There are lots of ways to fix under eye circles and puffiness in Lightroom.
But the method I’ll show you here is my favorite. It’s quick and easy and, most importantly, it’s subtle but effective.
Step 1: Move to the Develop Module
To start, bring up the photo that you want to work on in the Lightroom’s Develop module. To do this, click on Develop in the task bar at the top of the interface or press the letter D.
Step 2: Zoom into the eyes
Once in the Develop module, zoom in to get a close-up view of the eyes.
There are several ways to zoom in Lightroom:
Use the Navigator bar
The Navigation bar sits at the top left of the Lightroom interface.
The two left-most buttons on the bar–FILL and FIT–let you magnify a photo based on the size of the viewing area. The two right-most buttons let you magnify a photo based on a particular magnification amount. Click once on any of these to instantly change the magnification level of the image.
FIT: Lightroom fits the entire photo into the Active Image viewing area.
FILL: Lightroom magnifies the image to fill the entire Active Image viewing area. Keep in mind that this might means that some part of the image can’t be seen. If you are working with a photo that is taller than it is wide, parts of the top and/or bottom of the image will be beyond the edges of the viewing area; if you are working with a photo thetas wider than it is tall, parts of the left and/or right will be beyond the edges.
1:1: This option sets the zoom level based on magnification. When you click on 1:1, Lightroom magnifies the image to full magnification. At 1:1 zoom, the image is the shown as its actual size.

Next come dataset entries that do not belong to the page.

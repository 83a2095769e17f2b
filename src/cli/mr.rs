use anyhow::{Context as _, Result};
use clap::Subcommand;
use comfy_table::Cell;

use super::browse::open_or_print;
use super::Context;
use crate::forge::services::{MergeRequest, MergeRequestFilter, NewMergeRequest};
use crate::gitremote;
use crate::output::{self, bold, create_table, cyan, dim, state, state_cell, truncate, Spinner};

#[derive(Subcommand, Debug)]
pub enum MrCommand {
    /// List merge requests
    #[command(alias = "ls")]
    List {
        /// open, merged, closed or all
        #[arg(short, long, default_value = "open")]
        state: MergeRequestFilter,

        #[arg(short = 'L', long, default_value_t = 30)]
        limit: usize,
    },
    /// Show one merge request
    View {
        id: u64,

        /// Open in the browser instead
        #[arg(short, long)]
        web: bool,
    },
    /// Open a merge request from a branch
    Create {
        #[arg(short, long)]
        title: String,

        #[arg(short, long, default_value = "")]
        description: String,

        /// Source branch (defaults to the current branch)
        #[arg(short = 's', long)]
        source: Option<String>,

        /// Target branch (defaults to the project's default branch)
        #[arg(short = 'b', long)]
        target: Option<String>,

        /// Delete the source branch after merging
        #[arg(long)]
        remove_source_branch: bool,
    },
    /// Merge a merge request
    Merge { id: u64 },
    /// Close a merge request without merging
    Close { id: u64 },
}

pub async fn run(ctx: &mut Context, command: &MrCommand) -> Result<()> {
    let repo = ctx.repo().await?;
    let mrs = ctx.client.merge_requests(&repo);

    match command {
        MrCommand::List { state, limit } => {
            let spinner = Spinner::start(format!("Fetching {state} merge requests"));
            let list = mrs.list(&ctx.cancel, *state, Some(*limit)).await;
            spinner.clear();
            let list = list?;
            ctx.emit(&list, |list| {
                print_list(list, *state);
                Ok(())
            })
        }
        MrCommand::View { id, web } => {
            if *web {
                return open_or_print(&ctx.web_url(&repo, &format!("/merge-request/{id}")), false);
            }
            let mr = mrs.get(&ctx.cancel, *id).await?;
            ctx.emit(&mr, |mr| {
                print_detail(mr);
                Ok(())
            })
        }
        MrCommand::Create {
            title,
            description,
            source,
            target,
            remove_source_branch,
        } => {
            let source_branch = match source {
                Some(branch) => branch.clone(),
                None => gitremote::current_branch().await.context("Pass --source; no current branch")?,
            };
            let target_branch = match target {
                Some(branch) => branch.clone(),
                None => {
                    let project = ctx.client.projects().get(&ctx.cancel, &repo).await?;
                    project.default_branch.unwrap_or_else(|| "master".to_string())
                }
            };
            let new = NewMergeRequest {
                title: title.clone(),
                description: description.clone(),
                source_branch,
                target_branch,
                remove_source_branch: *remove_source_branch,
            };
            let mr = mrs.create(&ctx.cancel, &new).await?;
            output::success(format!(
                "Created merge request !{} {} → {}",
                mr.local_id, new.source_branch, new.target_branch
            ));
            println!("{}", ctx.web_url(&repo, &format!("/merge-request/{}", mr.local_id)));
            Ok(())
        }
        MrCommand::Merge { id } => {
            mrs.merge(&ctx.cancel, *id).await?;
            output::success(format!("Merged merge request !{id}"));
            Ok(())
        }
        MrCommand::Close { id } => {
            mrs.close(&ctx.cancel, *id).await?;
            output::success(format!("Closed merge request !{id}"));
            Ok(())
        }
    }
}

fn print_list(list: &[MergeRequest], filter: MergeRequestFilter) {
    if list.is_empty() {
        println!("{}", dim(format!("No {filter} merge requests")));
        return;
    }
    let mut table = create_table(&["ID", "TITLE", "BRANCH", "STATE", "AUTHOR", "UPDATED"]);
    for mr in list {
        table.add_row(vec![
            Cell::new(format!("!{}", mr.local_id)),
            Cell::new(truncate(&mr.title, 60)),
            Cell::new(format!("{} → {}", mr.source_branch.name(), mr.target_branch.name())),
            state_cell(mr.state().as_str()),
            Cell::new(mr.author.as_ref().map(|a| a.username.as_str()).unwrap_or("-")),
            Cell::new(mr.updated_at.short()),
        ]);
    }
    println!("{table}");
}

fn print_detail(mr: &MergeRequest) {
    println!("{} {}", bold(&mr.title), dim(format!("!{}", mr.local_id)));
    println!(
        "{} {} wants to merge {} into {}",
        state(mr.state().as_str()),
        mr.author.as_ref().map(|a| a.display_name()).unwrap_or_else(|| "someone".into()),
        cyan(mr.source_branch.name()),
        cyan(mr.target_branch.name())
    );
    if mr.has_conflicts {
        println!("{}", state("conflicts"));
    }
    println!("{}", dim(format!("created {}, updated {}", mr.created_at.short(), mr.updated_at.short())));
    if let Some(description) = mr.description.as_deref().filter(|d| !d.trim().is_empty()) {
        println!("\n{description}");
    }
}
use anyhow::Result;
use log::debug;
use serde::Serialize;

use super::Context;
use crate::forge::services::{MergeRequestFilter, Pipeline, User};
use crate::gitremote;
use crate::output::{bold, cyan, dim, run_status_label, state, status_icon};

#[derive(Serialize)]
struct StatusReport {
    host: String,
    user: Option<User>,
    repo: Option<String>,
    branch: Option<String>,
    open_merge_requests: Option<usize>,
    latest_pipeline: Option<Pipeline>,
}

pub async fn run(ctx: &mut Context) -> Result<()> {
    let user = if ctx.client.has_token() {
        Some(ctx.client.users().me(&ctx.cancel).await?)
    } else {
        None
    };

    let repo = ctx.repo().await.ok();
    let branch = gitremote::current_branch().await.ok();

    let (open_merge_requests, latest_pipeline) = match &repo {
        Some(repo) => {
            let mrs = ctx
                .client
                .merge_requests(repo)
                .list(&ctx.cancel, MergeRequestFilter::Open, Some(100))
                .await;
            let pipeline = ctx.client.pipelines(repo).latest(&ctx.cancel).await;
            if let Err(err) = &mrs {
                debug!("Could not list merge requests: {err}");
            }
            (
                mrs.ok().map(|m| m.len()),
                pipeline.ok().flatten(),
            )
        }
        None => (None, None),
    };

    let report = StatusReport {
        host: ctx.host.clone(),
        user,
        repo: repo.map(|r| r.to_string()),
        branch,
        open_merge_requests,
        latest_pipeline,
    };

    ctx.emit(&report, |report| {
        print_report(report);
        Ok(())
    })
}

fn print_report(report: &StatusReport) {
    let user = match &report.user {
        Some(user) => bold(&user.username).to_string(),
        None => dim("not logged in").to_string(),
    };
    println!("{:<14} {}", "Host", report.host);
    println!("{:<14} {}", "User", user);
    println!(
        "{:<14} {}",
        "Repository",
        report.repo.as_deref().map(|r| cyan(r).to_string()).unwrap_or_else(|| dim("-").to_string())
    );
    println!("{:<14} {}", "Branch", report.branch.as_deref().unwrap_or("-"));
    if let Some(count) = report.open_merge_requests {
        println!("{:<14} {count} open", "Merge requests");
    }
    match &report.latest_pipeline {
        Some(p) => println!(
            "{:<14} {} #{} {} {}",
            "Pipeline",
            status_icon(&p.status),
            p.local_id,
            state(&run_status_label(&p.status)),
            dim(format!("{} @ {}", p.git_ref, p.short_commit()))
        ),
        None if report.repo.is_some() => println!("{:<14} {}", "Pipeline", dim("none")),
        None => {}
    }
}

Variable Magnification: The last option in the Navigation bar lets you set you own magnification level. This button is a drop down. Click on it and you can select from multiple zoom levels:
By the way, it might help to know that the 3:1 level is 300%; the 1:3 level is 33.33%.
Use keyboard shortcuts
You can use the keyboard shortcuts Cmd +/- (plus or minus) on a Mac or Ctrl +/- on a PC to move though the zoom settings in the Navigator bar.
Click on the image/Press the spacebar/Press the letter Z
All of these options–click on the image, press the space bar, or press the letter Z–do the same thing. They toggle the zoom level between the most recently used of the two left-most buttons on the Navigation bar–FILL and FIT– and the most recently used of the two right-most buttons on the Navigation bar, the magnification amount buttons.
This probably sounds confusing, so an example might be helpful.
Say that you have been viewing a photo at the FIT level, but before that at some point, you were viewing it at 1:1 magnification.
By either single-clicking on the image, pressing the space bar, or pressing the letter Z changes the zoom level of the photo back to the 1:1 magnifications level you were viewing earlier. Doing it again–single-clicking on the image, pressing the space bar, or pressing the letter Z–will change the zoom level back to the FIT setting.
Use the Zoom Tool
The Zoom tool gives you the same magnification options as those found on the Navigation bar. But the Zoom tool is a sliding tool and it’s found in the toolbar underneath the Image viewing area.
If you don’t see the Zoom tool there, you can add it by clicking the triangle to the far right of the toolbar and selecting the word Zoom from the pop-up box.
Step 3: Use the Spot Removal tool
Ok, now that you have your photo open in the Develop Module and it’s zoomed in to the area around the eye, it’s time to do use the Spot Removal tool’s Clone brush to fix any dark areas, puffiness or circles under each eye.
When making this correction, keep in mind that it will look more natural if you avoid making the skin around the eyes look TOO smooth and flawless. A light touch works best here. Any more and you chance giving your subject a plastic, unrealistic appearance.
Select the Spot Removal tool and Change its Settings
Select the Spot Removal tool from the tool strip under the Histogram on the right side of the Develop module. The Spot Removal tool is the second button from the left. Or, press the letter Q to select the tool.
The tool settings will open.
- Set the brush type to Clone.
- Adjust the size of the brush so that it works with the under eye area that you are trying to cover. One way to do this is by using the bracket keys. Press “ [ ” to make the brush smaller or “ ] ” to make it larger. You can also roll your mouse wheel to change the brush size. Or, you can drag the size slider in the settings box.
- Set Feather to 100.
- Set Opacity to 35 for now.
Brush over the under eye area
Now, brush over the under eye area, covering any dark areas, lines and/or puffiness.
When you’ve covered the area completely, pull your finger up from your mouse and you will see two selections connected by a dotted line.
One selection outlines the area that you just painted. The other will be an automatic selection created by Lightroom. This second selection is Lightroom’s best guess for a replacement of the area that you painted over.
I’m not usually satisfied with Lightroom’s suggestion for the replacement area. That’s especially true when working with under eye circles because I’ve found that the skin closest to the eye area is usually the best option for a replacement.
So, I’ll move the replacement selection to just under the eye area.
To move a selection, click on the pin inside the selection and drag.
Now, all that’s left to do is tweak the opacity so that the look is natural.
With that done, here’s my before and after:
Now, repeat this process on the other eye.